Leaders can build safety cultures by readily and willingly participating with care team members in initiatives designed to develop and emulate safety culture characteristics.  Effective leaders who deliberately engage in strategies and tactics to strengthen their organization’s safety culture see safety issues as problems with organizational systems, not their employees.  They also view adverse events and close calls (“near misses”) as providing “information-rich” data for learning and systems improvement. 

Individuals within the organization respect and are wary of operational hazards, have a collective mindfulness that people and equipment will sometimes fail, defer to expertise rather than hierarchy in decision making, and develop defenses and contingency plans to cope with failures. These concepts stem from the extensive research of James Reason on the psychology of human error.
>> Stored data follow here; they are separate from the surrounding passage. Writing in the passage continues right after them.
//! Filter criteria and the pure matching engine.
//!
//! The engine is a plain function over a slice of records. It never
//! mutates the store, never reorders it, and has no failure modes: an
//! empty result is a normal outcome. All stateful concerns (who owns the
//! store, when to recompute) live with the results component.

use serde::Deserialize;

use crate::core::resource::Resource;

/// Sentinel category that matches every record.
pub const CATEGORY_ALL: &str = "all";

/// The complete set of active filter criteria.
///
/// Always fully specified: the filter panel emits whole states on submit,
/// never per-field deltas. Partial changes are expressed as a
/// [`FilterUpdate`] and merged by the consumer.
#[derive(Debug, Clone, PartialEq, Eq)]
pub struct FilterState {
    /// Free-text query; empty matches everything.
    pub query: String,
    /// A category name, or [`CATEGORY_ALL`]. Compared case-insensitively.
    pub category: String,
    /// When true, restrict to records that are open right now.
    pub open_now: bool,
    /// When true, restrict to records with a virtual option.
    pub virtual_only: bool,
}

impl Default for FilterState {
    fn default() -> Self {
        Self {
            query: String::new(),
            category: CATEGORY_ALL.to_string(),
            open_now: false,
            virtual_only: false,
        }
    }
}

impl FilterState {
    /// Merge a partial update onto this state, field by field.
    ///
    /// Fields the update leaves as `None` keep their prior value, so a
    /// caller that only knows about one criterion can't clobber the rest.
    pub fn apply(&mut self, update: FilterUpdate) {
        if let Some(query) = update.query {
            self.query = query;
        }
        if let Some(category) = update.category {
            self.category = category;
        }
        if let Some(open_now) = update.open_now {
            self.open_now = open_now;
        }
        if let Some(virtual_only) = update.virtual_only {
            self.virtual_only = virtual_only;
        }
    }
}

/// A partial change to a [`FilterState`].
#[derive(Debug, Clone, Default)]
pub struct FilterUpdate {
    pub query: Option<String>,
    pub category: Option<String>,
    pub open_now: Option<bool>,
    pub virtual_only: Option<bool>,
}

impl From<FilterState> for FilterUpdate {
    /// A complete state is also a valid update (every field set).
    fn from(state: FilterState) -> Self {
        Self {
            query: Some(state.query),
            category: Some(state.category),
            open_now: Some(state.open_now),
            virtual_only: Some(state.virtual_only),
        }
    }
}

/// Which text fields a free-text query is matched against.
///
/// Configurable via `query_scope` in the config file. The broader rule is
/// the default; the narrower one is kept as an accepted alternate policy.
#[derive(Debug, Clone, Copy, Default, PartialEq, Eq, Deserialize)]
#[serde(rename_all = "kebab-case")]
pub enum QueryScope {
    /// Match against title, summary, category and location.
    #[default]
    AllFields,
    /// Match against title and summary only.
    TitleSummary,
}

/// Select the subsequence of `store` matching `state`.
///
/// Order-preserving: the result is `store` with non-matching records
/// removed — nothing reordered, nothing duplicated. All criteria are
/// AND-ed. Query and category comparisons are trimmed and lowercased on
/// both sides.
pub fn filter(store: &[Resource], state: &FilterState, scope: QueryScope) -> Vec<Resource> {
    let query = state.query.trim().to_lowercase();
    let category = state.category.trim().to_lowercase();

    store
        .iter()
        .filter(|resource| {
            if !query.is_empty() {
                let haystack = match scope {
                    QueryScope::AllFields => format!(
                        "{} {} {} {}",
                        resource.title, resource.summary, resource.category, resource.location
                    ),
                    QueryScope::TitleSummary => {
                        format!("{} {}", resource.title, resource.summary)
                    }
                }
                .to_lowercase();
                if !haystack.contains(&query) {
                    return false;
                }
            }

            if !category.is_empty()
                && category != CATEGORY_ALL
                && resource.category.to_lowercase() != category
            {
                return false;
            }

            if state.open_now && !resource.open_now {
                return false;
            }

            if state.virtual_only && !resource.is_virtual {
                return false;
            }

            true
        })
        .cloned()
        .collect()
}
Among Reason’s description of the main elements of a safety culture are:

Just culture – people are encouraged, even rewarded, for providing essential safety related information, but clear lines are drawn between human error and at-risk or reckless behaviors.

Reporting culture – people report their errors and near-misses.
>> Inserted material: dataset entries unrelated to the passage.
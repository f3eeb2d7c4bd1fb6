//! The `Resource` record — one directory entry — and feed decoding.

use log::warn;
use serde::Deserialize;
use std::collections::HashSet;

/// One directory entry: a service or program listing with searchable text
/// fields and boolean availability flags.
///
/// Records are immutable once received; a reload replaces the whole store
/// rather than mutating entries in place. `id` is expected to be unique
/// within a store. Feeds that repeat an id still decode, but selection
/// resolves to the first occurrence.
#[derive(Debug, Clone, PartialEq, Deserialize)]
pub struct Resource {
    pub id: String,
    pub title: String,
    pub summary: String,
    pub category: String,
    pub location: String,
    #[serde(rename = "openNow")]
    pub open_now: bool,
    // `virtual` is reserved in Rust; the feed keeps the original field name.
    #[serde(rename = "virtual")]
    pub is_virtual: bool,
}

/// Decode a JSON feed body into a resource store.
///
/// Duplicate ids are tolerated (first occurrence wins on lookup) but
/// logged, so a bad feed shows up in `signpost.log` instead of silently
/// producing confusing selection behavior.
pub fn decode_store(body: &[u8]) -> Result<Vec<Resource>, serde_json::Error> {
    let store: Vec<Resource> = serde_json::from_slice(body)?;
    let mut seen = HashSet::new();
    for resource in &store {
        if !seen.insert(resource.id.as_str()) {
            warn!(
                "Resource feed repeats id {:?} ({:?}); first occurrence wins on selection",
                resource.id, resource.title
            );
        }
    }
    Ok(store)
}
Learning culture – the willingness and the competence to draw the right conclusions from safety information systems, and the will to implement major reforms when their need is indicated.

In an organization with a strong safety culture, individuals within the organization treat each other and their patients with dignity and respect. The organization is characterized by staff who are productive, engaged, learning, and collaborative.  Having care team members who gain joy and meaning through their work has been found to have an important role in establishing and maintaining a safe culture.

When team members know that their well-being is a priority, they are able to be meaningfully engaged in their work, to be more satisfied, less likely to experience burnout, and to deliver more effective and safer care.

Leaders who encourage transparency in response to reports of adverse events, close calls and unsafe conditions, and who have established processes that ensure follow-up to ensure reports are not lost or ignored (or perceived to be lost or ignored), help mitigate intimidating behaviors because transparency of action itself discourages such behavior.

On the opposite end of the spectrum, intimidating and unsettling behaviors causing emotional harm, including the use of inappropriate words and actions or inactions, has a detrimental impact on patient safety and should not occur in a safety culture. This includes terminating, punishing or failing to support a health care team member who makes an error (the “second victim”).

Unfortunately, as attention to the need for a culture of safety in hospitals has increased, “so have concomitant reports of retaliation and intimidation targeting care team members who voice concern about safety and quality deficiencies,” according to a National Association for Healthcare Quality report.

Intimidation has included overtly hostile actions, as well as subtle or passive-aggressive behaviors, such as failing to return phone calls or excluding individuals from team activities. Survey results released by the

Institute for Safe Medication Practices (ISMP) show that disrespectful behavior remains a problem in the health care workplace. Most respondents reported experiences with negative comments about colleagues, reluctance or refusal to answer questions or return calls, condescending language or demeaning comments, impatience with questions or hanging up the phone, and a reluctance to follow safety practices or work collaboratively.

Conclusion

Building a safety culture must be implemented using a top-down approach. In a safety culture, health care organization leaders are ultimately responsible for developing highly reliable systems. In turn, staff members are personally responsible for what is considered largely under their control, making good choices when working within these systems.

By building trust and encouraging reporting, leaders empower an organization’s most valuable resource – its people – to be always vigilant for hazards in the face of varying conditions.